◆ What to produce ◆
Lines from the top of the entries through the line that has "clone, compared byte-for-byte." must be duplicated exactly, and no others.

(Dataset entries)
-=-=-
//! Topic keys
//!
//! A `TopicKey` names one logical notification channel. Keys are never built
//! from free-form strings; they are derived from an ordered list of
//! `KeyPart`s joined with a separator (`-` unless configured otherwise), so
//! room `1` with kind `chat` becomes `1-chat`.
//!
//! Derivation rejects anything that would make the join ambiguous: an empty
//! list, an empty part, or a part that contains the separator. With those
//! rules gone, equal part lists give equal keys and different part lists give
//! different keys.

use std::borrow::Borrow;
use std::fmt;

use serde::Serialize;

use crate::utils::error::TopicError;

pub const DEFAULT_SEPARATOR: char = '-';

/// Identifier of a logical channel. Cheap to clone, compared byte-for-byte.
#[derive(Debug, Clone, PartialEq, Eq, Hash, PartialOrd, Ord, Serialize)]
#[serde(transparent)]
pub struct TopicKey(String);

impl TopicKey {
    pub fn as_str(&self) -> &str {
        &self.0
    }
}

impl fmt::Display for TopicKey {
    fn fmt(&self, f: &mut fmt::Formatter<'_>) -> fmt::Result {
        f.write_str(&self.0)
    }
}

impl AsRef<str> for TopicKey {
    fn as_ref(&self) -> &str {
        &self.0
    }
}

impl Borrow<str> for TopicKey {
    fn borrow(&self) -> &str {
        &self.0
    }
}

/// One component of a topic key, stored in its canonical text form.
///
/// Two parts are the same component when they render the same, so
/// `KeyPart::from(1)` and `KeyPart::from("1")` are interchangeable.
#[derive(Debug, Clone, PartialEq, Eq, Hash)]
pub struct KeyPart(String);

impl KeyPart {
    pub fn as_str(&self) -> &str {
        &self.0
    }
}

impl From<&str> for KeyPart {
    fn from(value: &str) -> Self {
        Self(value.to_string())
    }
}

impl From<String> for KeyPart {
    fn from(value: String) -> Self {
        Self(value)
    }
}

impl From<&String> for KeyPart {
    fn from(value: &String) -> Self {
        Self(value.clone())
    }
}

impl From<bool> for KeyPart {
    fn from(value: bool) -> Self {
        Self(value.to_string())
    }
}

macro_rules! key_part_from_int {
    ($($ty:ty),*) => {
        $(
            impl From<$ty> for KeyPart {
                fn from(value: $ty) -> Self {
                    Self(value.to_string())
                }
            }
        )*
    };
}

key_part_from_int!(i8, i16, i32, i64, u8, u16, u32, u64, usize);

/// Joins key parts with a fixed separator.
#[derive(Debug, Clone, Copy, PartialEq, Eq)]
pub struct KeyDeriver {
    separator: char,
}

impl Default for KeyDeriver {
    fn default() -> Self {
        Self {
            separator: DEFAULT_SEPARATOR,
        }
    }
}

impl KeyDeriver {
    /// Build a deriver around `separator`.
    ///
    /// The separator has to be a visible punctuation-like character: letters,
    /// digits, whitespace and control characters routinely show up inside
    /// components and are refused.
    pub fn new(separator: char) -> Result<Self, TopicError> {
        if separator.is_alphanumeric() || separator.is_whitespace() || separator.is_control() {
            return Err(TopicError::InvalidSeparator(separator));
        }
        Ok(Self { separator })
    }

    pub fn separator(&self) -> char {
        self.separator
    }

    pub fn derive<I, P>(&self, components: I) -> Result<TopicKey, TopicError>
    where
        I: IntoIterator<Item = P>,
        P: Into<KeyPart>,
    {
        let mut key = String::new();
        let mut count = 0;

        for (index, part) in components.into_iter().map(Into::into).enumerate() {
            let part = part.as_str();
            if part.is_empty() {
                return Err(TopicError::EmptyComponent { index });
            }
            if part.contains(self.separator) {
                return Err(TopicError::ContainsSeparator {
                    component: part.to_string(),
                    separator: self.separator,
                });
            }
            if index > 0 {
                key.push(self.separator);
            }
            key.push_str(part);
            count += 1;
        }

        if count == 0 {
            return Err(TopicError::EmptySequence);
        }
        Ok(TopicKey(key))
    }
}

/// Derive a key with the default `-` separator.
pub fn derive_key<I, P>(components: I) -> Result<TopicKey, TopicError>
where
    I: IntoIterator<Item = P>,
    P: Into<KeyPart>,
{
    KeyDeriver::default().derive(components)
}
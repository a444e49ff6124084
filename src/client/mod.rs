//! The `client` module is the surface a resolver layer talks to.
//!
//! It provides `Publisher`, for mutation handlers, and `PubSub`, which adds
//! `subscribe` and topic derivation on top of the same broker.

pub mod pubsub_client;
pub use pubsub_client::{PubSub, Publisher};
//! The `utils` module holds the pieces shared by every other module:
//! the crate's error types and the tracing setup used by the binary.

pub mod error;
pub mod logging;

pub use error::{BrokerError, FilterError, ResolverError, TopicError};
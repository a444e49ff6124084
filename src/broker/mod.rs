//! The broker contains the topic notification core: topic key derivation,
//! subscription filters, the fan-out table and the subscription handles that
//! consume it.
//!
//! Public types:
//! - `Broker`: registers subscriptions and dispatches events to them.
//! - `Subscription`: stream of `Delivery` values for one subscriber.
//! - `Filter`: per-subscription delivery gate.
//! - `TopicKey` / `KeyDeriver`: channel identifiers and how to build them.

pub mod engine;
pub mod filter;
pub mod message;
pub mod subscription;
pub mod topic;

pub use engine::{Broker, BrokerConfig};
pub use filter::Filter;
pub use message::Delivery;
pub use subscription::{Subscription, SubscriptionId};
pub use topic::{KeyDeriver, KeyPart, TopicKey, derive_key};
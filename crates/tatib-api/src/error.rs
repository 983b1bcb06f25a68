use axum::{
    Json,
    http::StatusCode,
    response::{IntoResponse, Response},
};
use tatib_db::{Constraint, constraint_violation};
use thiserror::Error;
use tracing::error;

#[derive(Error, Debug)]
pub enum AppError {
    #[error("{0}")]
    NotFound(String),

    #[error("{0}")]
    Conflict(String),

    #[error("{0}")]
    InvalidInput(String),

    #[error("Unauthorized")]
    Unauthorized,

    #[error("{0}")]
    Forbidden(String),

    #[error(transparent)]
    Dependency(#[from] anyhow::Error),
}

pub type AppResult<T> = Result<T, AppError>;

impl AppError {
    /// Map a store error, turning the constraint rejections the store
    /// enforces into the matching caller-facing error.
    pub fn from_store(err: anyhow::Error, on_unique: &str, on_foreign_key: &str) -> Self {
        match constraint_violation(&err) {
            Some(Constraint::Unique) => Self::Conflict(on_unique.to_string()),
            Some(Constraint::ForeignKey) => Self::NotFound(on_foreign_key.to_string()),
            _ => Self::Dependency(err),
        }
    }

    pub fn status(&self) -> StatusCode {
        match self {
            Self::NotFound(_) => StatusCode::NOT_FOUND,
            Self::Conflict(_) => StatusCode::CONFLICT,
            Self::InvalidInput(_) => StatusCode::BAD_REQUEST,
            Self::Unauthorized => StatusCode::UNAUTHORIZED,
            Self::Forbidden(_) => StatusCode::FORBIDDEN,
            Self::Dependency(_) => StatusCode::INTERNAL_SERVER_ERROR,
        }
    }
}

impl IntoResponse for AppError {
    fn into_response(self) -> Response {
        let status = self.status();
        let message = match &self {
            Self::Dependency(e) => {
                error!("Dependency failure: {:#}", e);
                "Internal server error".to_string()
            }
            other => other.to_string(),
        };
        (status, Json(serde_json::json!({ "error": message }))).into_response()
    }
}
pub mod migrations;
pub mod models;
pub mod queries;

use anyhow::Result;
use chrono::{DateTime, NaiveDateTime, SecondsFormat, Utc};
use rusqlite::Connection;
use std::path::Path;
use std::sync::Mutex;
use tracing::{info, warn};

pub struct Database {
    conn: Mutex<Connection>,
}

impl Database {
    pub fn open(path: &Path) -> Result<Self> {
        let conn = Connection::open(path)?;

        // WAL mode for concurrent reads
        conn.pragma_update(None, "journal_mode", "WAL")?;
        let db = Self::init(conn)?;

        info!("Database opened at {}", path.display());
        Ok(db)
    }

    /// Private in-memory database, used by tests.
    pub fn open_in_memory() -> Result<Self> {
        Self::init(Connection::open_in_memory()?)
    }

    fn init(conn: Connection) -> Result<Self> {
        conn.pragma_update(None, "foreign_keys", "ON")?;
        migrations::run(&conn)?;
        Ok(Self {
            conn: Mutex::new(conn),
        })
    }

    pub fn with_conn<F, T>(&self, f: F) -> Result<T>
    where
        F: FnOnce(&Connection) -> Result<T>,
    {
        let conn = self.conn.lock().map_err(|e| anyhow::anyhow!("DB lock poisoned: {}", e))?;
        f(&conn)
    }

    /// Like `with_conn`, but hands out a mutable connection so the closure
    /// can open a transaction.
    pub fn with_conn_mut<F, T>(&self, f: F) -> Result<T>
    where
        F: FnOnce(&mut Connection) -> Result<T>,
    {
        let mut conn = self.conn.lock().map_err(|e| anyhow::anyhow!("DB lock poisoned: {}", e))?;
        f(&mut conn)
    }
}

/// Which table constraint rejected a write.
#[derive(Debug, Clone, Copy, PartialEq, Eq)]
pub enum Constraint {
    Unique,
    ForeignKey,
    Other,
}

/// Classify an error returned from this crate as a constraint violation,
/// if it is one.
pub fn constraint_violation(err: &anyhow::Error) -> Option<Constraint> {
    match err.downcast_ref::<rusqlite::Error>() {
        Some(rusqlite::Error::SqliteFailure(e, _))
            if e.code == rusqlite::ErrorCode::ConstraintViolation =>
        {
            Some(match e.extended_code {
                rusqlite::ffi::SQLITE_CONSTRAINT_UNIQUE
                | rusqlite::ffi::SQLITE_CONSTRAINT_PRIMARYKEY => Constraint::Unique,
                rusqlite::ffi::SQLITE_CONSTRAINT_FOREIGNKEY => Constraint::ForeignKey,
                _ => Constraint::Other,
            })
        }
        _ => None,
    }
}

/// Fixed-width UTC text form, so that lexical order in SQLite is
/// chronological order.
pub fn timestamp(dt: DateTime<Utc>) -> String {
    dt.to_rfc3339_opts(SecondsFormat::Millis, true)
}

pub fn now() -> String {
    timestamp(Utc::now())
}

pub fn parse_timestamp(raw: &str) -> DateTime<Utc> {
    raw.parse::<DateTime<Utc>>()
        .or_else(|_| {
            // SQLite's datetime('now') form, no timezone
            NaiveDateTime::parse_from_str(raw, "%Y-%m-%d %H:%M:%S").map(|ndt| ndt.and_utc())
        })
        .unwrap_or_else(|e| {
            warn!("Corrupt timestamp '{}': {}", raw, e);
            DateTime::default()
        })
}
-=-=-
◆ Expected output ◆
//! Topic keys
//!
//! A `TopicKey` names one logical notification channel. Keys are never built
//! from free-form strings; they are derived from an ordered list of
//! `KeyPart`s joined with a separator (`-` unless configured otherwise), so
//! room `1` with kind `chat` becomes `1-chat`.
//!
//! Derivation rejects anything that would make the join ambiguous: an empty
//! list, an empty part, or a part that contains the separator. With those
//! rules gone, equal part lists give equal keys and different part lists give
//! different keys.

use std::borrow::Borrow;
use std::fmt;

use serde::Serialize;

use crate::utils::error::TopicError;

pub const DEFAULT_SEPARATOR: char = '-';

/// Identifier of a logical channel. Cheap to clone, compared byte-for-byte.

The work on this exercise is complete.